Figure S6 illustrates the distribution of annual P20 totals, revealing that the ERA5, IKGAM, and IKGAMV2 models have lower mean totals of P20 events across the entire region. This underestimation appears to be more pronounced for the IKGAM and ERA5 models, while the IKGAMRK model’s P20 distribution and mean values correspond closer to observed station data. Similar to the rest of the parameters studied, the largest deviations are recorded in western Greece and the Northern Aegean. These results along with the metrics calculated indicate that all the models, besides IKGAMRK, underestimate the number of P20 events across the Greek region. Furthermore, we can also conclude that the extreme models used in IKGAMRK help increase the predictive accuracy of the interpolation approaches in the region.

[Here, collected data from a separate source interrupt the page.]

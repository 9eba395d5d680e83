use crate::widening::WideningStrategy;

/// Knobs of a fixpoint run.
#[derive(Debug, Clone, Copy, PartialEq, Eq)]
pub struct AnalysisConfig {
    /// Worklist iterations before the run is aborted.
    pub max_iterations: usize,
    /// When loop heads widen instead of join.
    pub widening: WideningStrategy,
    /// Record every rule that fires in [`AnalysisResult::steps`].
    ///
    /// [`AnalysisResult::steps`]: crate::AnalysisResult::steps
    pub record_steps: bool,
}

impl Default for AnalysisConfig {
    fn default() -> Self {
        Self {
            max_iterations: 1000,
            widening: WideningStrategy::LoopHeads,
            record_steps: false,
        }
    }
}

// -- Builder methods --------------------------------------------------------

impl AnalysisConfig {
    pub fn with_max_iterations(mut self, max: usize) -> Self {
        self.max_iterations = max;
        self
    }

    pub fn with_widening(mut self, strategy: WideningStrategy) -> Self {
        self.widening = strategy;
        self
    }

    pub fn with_steps(mut self, record: bool) -> Self {
        self.record_steps = record;
        self
    }
}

In Figure 6, maps of the mean annual P20 totals are presented. The IKGAM interpolates notably fewer P20 events across the whole region. The ERA5 simulates most P20 events across northwestern Greece and smaller amounts in northern Greece. Similar patterns are also recorded in the IKGAMV2 model. As stated before, the station dataset used is quite sparse and it does not have a lot of data in higher elevation areas which record most of the P20 events occurring, therefore it is very difficult for the IKGAM to interpolate the P20 events accurately. The differences between IKGAM and IKGAMV2 show the influence that the ERA5 data have when they are blended in the interpolation process. Finally, the IKGAMRK is able to interpolate the P20 events more accurately across the whole region. In the Pindos mountain range, the model interpolates more P20 events in the mountain peaks. In northeastern Greece, the IKGAMRK also records more P20 events than the rest of the models. In Crete the IKGAMV2 and IKGAMRK record more events in the mountain peaks compared to IKGAM and the ERA5.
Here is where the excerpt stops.